Passando à atualidade do GTIST, é notório o sentimento de orgulho e dedicação dos membros. Parte dessa dedicação, segundo Francisca, atribui-se ao facto de todos os membros e atores completarem o CED, uma jornada totalmente organizada pelo Grupo, que se prolonga durante 1 ano inteiro, com a ajuda de vários formadores da área, e que culmina sempre na apresentação de um espetáculo no final de março ou em abril.
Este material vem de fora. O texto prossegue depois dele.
// SPDX-License-Identifier: BUSL-1.1
// Copyright (c) 2026 Alfred Jean LLC

use clap::Parser;
use tracing::error;

use tmux_adapter::config::Config;

#[tokio::main]
async fn main() {
    let config = Config::parse();

    if let Err(e) = config.validate() {
        eprintln!("error: {e}");
        std::process::exit(2);
    }

    match tmux_adapter::run::run(config).await {
        Ok(()) => std::process::exit(0),
        Err(e) => {
            error!("fatal: {e:#}");
            std::process::exit(1);
        }
    }
}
Francisca acrescentou ainda que o CED “prepara [os formandos] um bocado para o estilo do GTIST. Por exemplo, se alguma pessoa vier fazer o curso a pensar num teatro mais clássico, percebe que se calhar este não é o grupo ideal”. Quando questionada se o CED poderia ser uma barreira de entrada ao GTIST, Inês revela acreditar no oposto, mencionando que “normalmente o feedback que temos tido é que as pessoas, como nunca fizeram teatro, à partida nunca fariam uma audição para um grupo de teatro. Sendo um curso aberto, parece-me que as pessoas se arriscam mais e forma uma alavanca de entrada mais suave”. Em relação a este tópico, Inês aponta também que “tudo é assim [no mundo do] espetáculo, tens as audições, que às vezes me parece um bocado mais injusto…”, e termina dizendo que “todas as coisas têm os seus prós e contras”.
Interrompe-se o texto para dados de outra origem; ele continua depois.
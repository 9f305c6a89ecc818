// SPDX-License-Identifier: BUSL-1.1
// Copyright (c) 2026 Alfred Jean LLC

//! WebSocket JSON message types and the binary frame envelope.
//!
//! Text frames carry `ClientMessage`/`ServerMessage`, internally tagged on
//! `type`. Binary frames carry `[type:1][agentName:UTF-8][0x00][payload]`.

use serde::{Deserialize, Serialize};

use crate::model::Agent;

#[derive(Debug, Clone, Deserialize)]
#[serde(tag = "type", rename_all = "kebab-case")]
pub enum ClientMessage {
    ListAgents {
        #[serde(default)]
        id: Option<String>,
    },
    SendPrompt {
        #[serde(default)]
        id: Option<String>,
        agent: String,
        prompt: String,
    },
    SubscribeOutput {
        #[serde(default)]
        id: Option<String>,
        agent: String,
        #[serde(default = "default_true")]
        stream: bool,
    },
    UnsubscribeOutput {
        #[serde(default)]
        id: Option<String>,
        agent: String,
    },
    SubscribeAgents {
        #[serde(default)]
        id: Option<String>,
    },
    UnsubscribeAgents {
        #[serde(default)]
        id: Option<String>,
    },
}

fn default_true() -> bool {
    true
}

#[derive(Debug, Clone, Serialize)]
#[serde(tag = "type", rename_all = "kebab-case")]
pub enum ServerMessage {
    ListAgentsResult {
        #[serde(skip_serializing_if = "Option::is_none")]
        id: Option<String>,
        agents: Vec<Agent>,
    },
    SendPromptResult {
        #[serde(skip_serializing_if = "Option::is_none")]
        id: Option<String>,
        ok: bool,
        #[serde(skip_serializing_if = "Option::is_none")]
        error: Option<String>,
    },
    SubscribeOutputResult {
        #[serde(skip_serializing_if = "Option::is_none")]
        id: Option<String>,
        ok: bool,
        #[serde(skip_serializing_if = "Option::is_none")]
        error: Option<String>,
        #[serde(skip_serializing_if = "Option::is_none")]
        history: Option<String>,
    },
    UnsubscribeOutputResult {
        #[serde(skip_serializing_if = "Option::is_none")]
        id: Option<String>,
        ok: bool,
    },
    SubscribeAgentsResult {
        #[serde(skip_serializing_if = "Option::is_none")]
        id: Option<String>,
        ok: bool,
        agents: Vec<Agent>,
    },
    UnsubscribeAgentsResult {
        #[serde(skip_serializing_if = "Option::is_none")]
        id: Option<String>,
        ok: bool,
    },
    Error {
        #[serde(skip_serializing_if = "Option::is_none")]
        id: Option<String>,
        error: String,
    },
    AgentAdded {
        agent: Agent,
    },
    AgentRemoved {
        name: String,
    },
    AgentUpdated {
        agent: Agent,
    },
}

/// Binary frame type tags, `[type:1][agentName:UTF-8][0x00][payload]`.
pub mod binary_type {
    pub const OUTPUT: u8 = 0x01;
    pub const KEYBOARD: u8 = 0x02;
    pub const RESIZE: u8 = 0x03;
    pub const FILE_UPLOAD: u8 = 0x04;
    pub const SNAPSHOT_TRIGGER: u8 = 0x05;
}

pub const SNAPSHOT_TRIGGER_PAYLOAD: &[u8] = b"\x1b[2J\x1b[H";

/// A decoded `[type:1][agentName:UTF-8][0x00][payload]` binary frame.
pub struct BinaryFrame<'a> {
    pub frame_type: u8,
    pub agent: &'a str,
    pub payload: &'a [u8],
}

pub fn decode_binary_frame(bytes: &[u8]) -> Option<BinaryFrame<'_>> {
    let (&frame_type, rest) = bytes.split_first()?;
    let nul = rest.iter().position(|&b| b == 0)?;
    if nul == 0 {
        return None;
    }
    let agent = std::str::from_utf8(&rest[..nul]).ok()?;
    let payload = &rest[nul + 1..];
    Some(BinaryFrame {
        frame_type,
        agent,
        payload,
    })
}

pub fn encode_binary_frame(frame_type: u8, agent: &str, payload: &[u8]) -> Vec<u8> {
    let mut out = Vec::with_capacity(1 + agent.len() + 1 + payload.len());
    out.push(frame_type);
    out.extend_from_slice(agent.as_bytes());
    out.push(0);
    out.extend_from_slice(payload);
    out
}

/// Parse a `"cols:rows"` resize payload, rejecting `cols<2` or `rows<1`.
pub fn parse_resize_payload(payload: &[u8]) -> Option<(u32, u32)> {
    let text = std::str::from_utf8(payload).ok()?;
    let (cols, rows) = text.split_once(':')?;
    let cols: u32 = cols.trim().parse().ok()?;
    let rows: u32 = rows.trim().parse().ok()?;
    if cols < 2 || rows < 1 {
        return None;
    }
    Some((cols, rows))
}

/// A parsed `0x04` file-upload payload: `fileName \0 mimeType \0 fileBytes`.
pub struct FileUpload<'a> {
    pub file_name: &'a str,
    pub mime_type: &'a str,
    pub file_bytes: &'a [u8],
}

pub fn parse_file_upload_payload(payload: &[u8]) -> Option<FileUpload<'_>> {
    let first_nul = payload.iter().position(|&b| b == 0)?;
    let file_name = std::str::from_utf8(&payload[..first_nul]).ok()?;
    let rest = &payload[first_nul + 1..];
    let second_nul = rest.iter().position(|&b| b == 0)?;
    let mime_type = std::str::from_utf8(&rest[..second_nul]).ok()?;
    let file_bytes = &rest[second_nul + 1..];
    Some(FileUpload {
        file_name,
        mime_type,
        file_bytes,
    })
}

/// Maps a VT keyboard escape sequence to the tmux named key that should be
/// sent instead of the raw bytes. Sequences are matched by exact equality
/// against the full received payload, per the exhaustive table in the
/// external interface contract.
pub fn named_key_for_sequence(bytes: &[u8]) -> Option<&'static str> {
    Some(match bytes {
        b"\x1b[Z" => "BTab",
        b"\x1b[A" | b"\x1bOA" => "Up",
        b"\x1b[B" | b"\x1bOB" => "Down",
        b"\x1b[C" | b"\x1bOC" => "Right",
        b"\x1b[D" | b"\x1bOD" => "Left",
        b"\x1b[H" | b"\x1bOH" => "Home",
        b"\x1b[F" | b"\x1bOF" => "End",
        b"\x1b[5~" => "PgUp",
        b"\x1b[6~" => "PgDn",
        b"\x1b[2~" => "IC",
        b"\x1b[3~" => "DC",
        b"\x1bOP" => "F1",
        b"\x1bOQ" => "F2",
        b"\x1bOR" => "F3",
        b"\x1bOS" => "F4",
        b"\x1b[15~" => "F5",
        b"\x1b[17~" => "F6",
        b"\x1b[18~" => "F7",
        b"\x1b[19~" => "F8",
        b"\x1b[20~" => "F9",
        b"\x1b[21~" => "F10",
        b"\x1b[23~" => "F11",
        b"\x1b[24~" => "F12",
        b"\x1b" => "Escape",
        b"\x7f" => "BSpace",
        _ => return None,
    })
}

#[cfg(test)]
#[path = "msg_tests.rs"]
mod tests;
Em relação às dificuldades atuais do GTIST, Inês destaca a falta de financiamento e cortes orçamentais sentidos ao longo dos anos. A escassez de apoios por parte da Universidade de Lisboa, da AEIST e de outras instituições como a Fundação Calouste Gulbenkian, segundo Francisca, “diminuiu muito a nossa atividade”. Sobre este tema, Adriano revelou que, quando entrou no Grupo, podia anualmente “contar praticamente com 6 mil euros”, mas que isso desapareceu: “agora é mais difícil de gerir”. Inês salientou, no entanto, que “as coisas agora têm estado mais tranquilas, porque no ano passado ganhámos dois prémios monetários”, mas sublinhou que “não podemos contar que todos os anos vamos ganhar”.
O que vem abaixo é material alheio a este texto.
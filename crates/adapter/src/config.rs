// SPDX-License-Identifier: BUSL-1.1
// Copyright (c) 2026 Alfred Jean LLC

use std::path::PathBuf;
use std::time::Duration;

use clap::Parser;

/// WebSocket bridge between a tmux control-mode server and many concurrent clients.
#[derive(Debug, Clone, Parser)]
#[command(name = "tmux-adapter", version, about)]
pub struct Config {
    /// Town directory under which agent sessions' working directories must live.
    #[arg(long, env = "TMUX_ADAPTER_GT_DIR")]
    pub gt_dir: Option<PathBuf>,

    /// HTTP/WebSocket port to listen on.
    #[arg(long, env = "TMUX_ADAPTER_PORT", default_value = "8080")]
    pub port: u16,

    /// Bearer token for API authentication. Empty disables auth.
    #[arg(long, env = "TMUX_ADAPTER_AUTH_TOKEN")]
    pub auth_token: Option<String>,

    /// Comma-separated glob patterns for acceptable WebSocket `Origin` headers.
    #[arg(long, env = "TMUX_ADAPTER_ALLOWED_ORIGINS", default_value = "localhost:*")]
    pub allowed_origins: String,

    /// Log level (trace, debug, info, warn, error).
    #[arg(long, env = "TMUX_ADAPTER_LOG_LEVEL", default_value = "info")]
    pub log_level: String,

    /// Log format (text or json).
    #[arg(long, env = "TMUX_ADAPTER_LOG_FORMAT", default_value = "text")]
    pub log_format: String,

    /// Per-command deadline for the control connection, in milliseconds.
    #[arg(long, env = "TMUX_ADAPTER_COMMAND_TIMEOUT_MS", default_value = "5000")]
    pub command_timeout_ms: u64,

    /// Interval between coalesced registry rescans, in milliseconds.
    #[arg(long, env = "TMUX_ADAPTER_RESCAN_INTERVAL_MS", default_value = "2000")]
    pub rescan_interval_ms: u64,

    /// Path to the tmux binary.
    #[arg(long, env = "TMUX_ADAPTER_TMUX_BIN", default_value = "tmux")]
    pub tmux_bin: String,

    /// `-S` socket path passed through to the control-mode child (test isolation).
    #[arg(long, env = "TMUX_ADAPTER_TMUX_SOCKET")]
    pub tmux_socket: Option<PathBuf>,
}

impl Config {
    /// Validate the configuration after parsing.
    pub fn validate(&self) -> anyhow::Result<()> {
        let patterns = self.allowed_origin_patterns();
        if patterns.is_empty() {
            anyhow::bail!("--allowed-origins must contain at least one pattern");
        }

        let gt_dir = self.gt_dir_path()?;
        if !gt_dir.is_absolute() {
            anyhow::bail!("--gt-dir must be an absolute path, got {}", gt_dir.display());
        }

        Ok(())
    }

    /// Resolve the configured town directory, defaulting to `~/gt`.
    pub fn gt_dir_path(&self) -> anyhow::Result<PathBuf> {
        if let Some(ref dir) = self.gt_dir {
            return Ok(dir.clone());
        }
        let home = std::env::var("HOME").map_err(|_| anyhow::anyhow!("HOME is not set"))?;
        Ok(PathBuf::from(home).join("gt"))
    }

    /// Split `--allowed-origins` into individual glob patterns.
    pub fn allowed_origin_patterns(&self) -> Vec<String> {
        self.allowed_origins
            .split(',')
            .map(str::trim)
            .filter(|s| !s.is_empty())
            .map(str::to_owned)
            .collect()
    }

    pub fn command_timeout(&self) -> Duration {
        Duration::from_millis(self.command_timeout_ms)
    }

    pub fn rescan_interval(&self) -> Duration {
        Duration::from_millis(self.rescan_interval_ms)
    }
}

#[cfg(test)]
#[path = "config_tests.rs"]
mod tests;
Perante questões sobre o futuro, sentiu-se um otimismo cauteloso por parte dos membros, marcado por um sentimento de fragilidade em relação ao Grupo. Adriano começou por descrever o GTIST como “uma pedra preciosa, rara, que é preciso cuidar”, acrescentando rapidamente que “num instante isto se pode evaporar”. De seguida, revelou ao Diferencial que “há sempre uns conflitozinhos” entre o GTIST e a AEIST, e que “nuns anos foi mais grave que outros”. Quando questionado em relação à maior ameaça à sobrevivência do GTIST, Adriano respondeu: “Acho que ficar sem um espaço”, e acrescentou que “há sempre essa tentativa, ao longo dos anos, [da AEIST] nos tirar a sala, por várias vezes, para usá-la como arrecadação. Isso, obviamente, faz com que, por exemplo, outros grupos desapareçam porque não têm espaço para ensaiar”.
Em suma, desde os tempos clandestinos até os prémios atuais e um futuro empolgante, mas incerto, uma coisa é certa: há um enorme carinho dentro do Grupo, que contagia atores e plateia.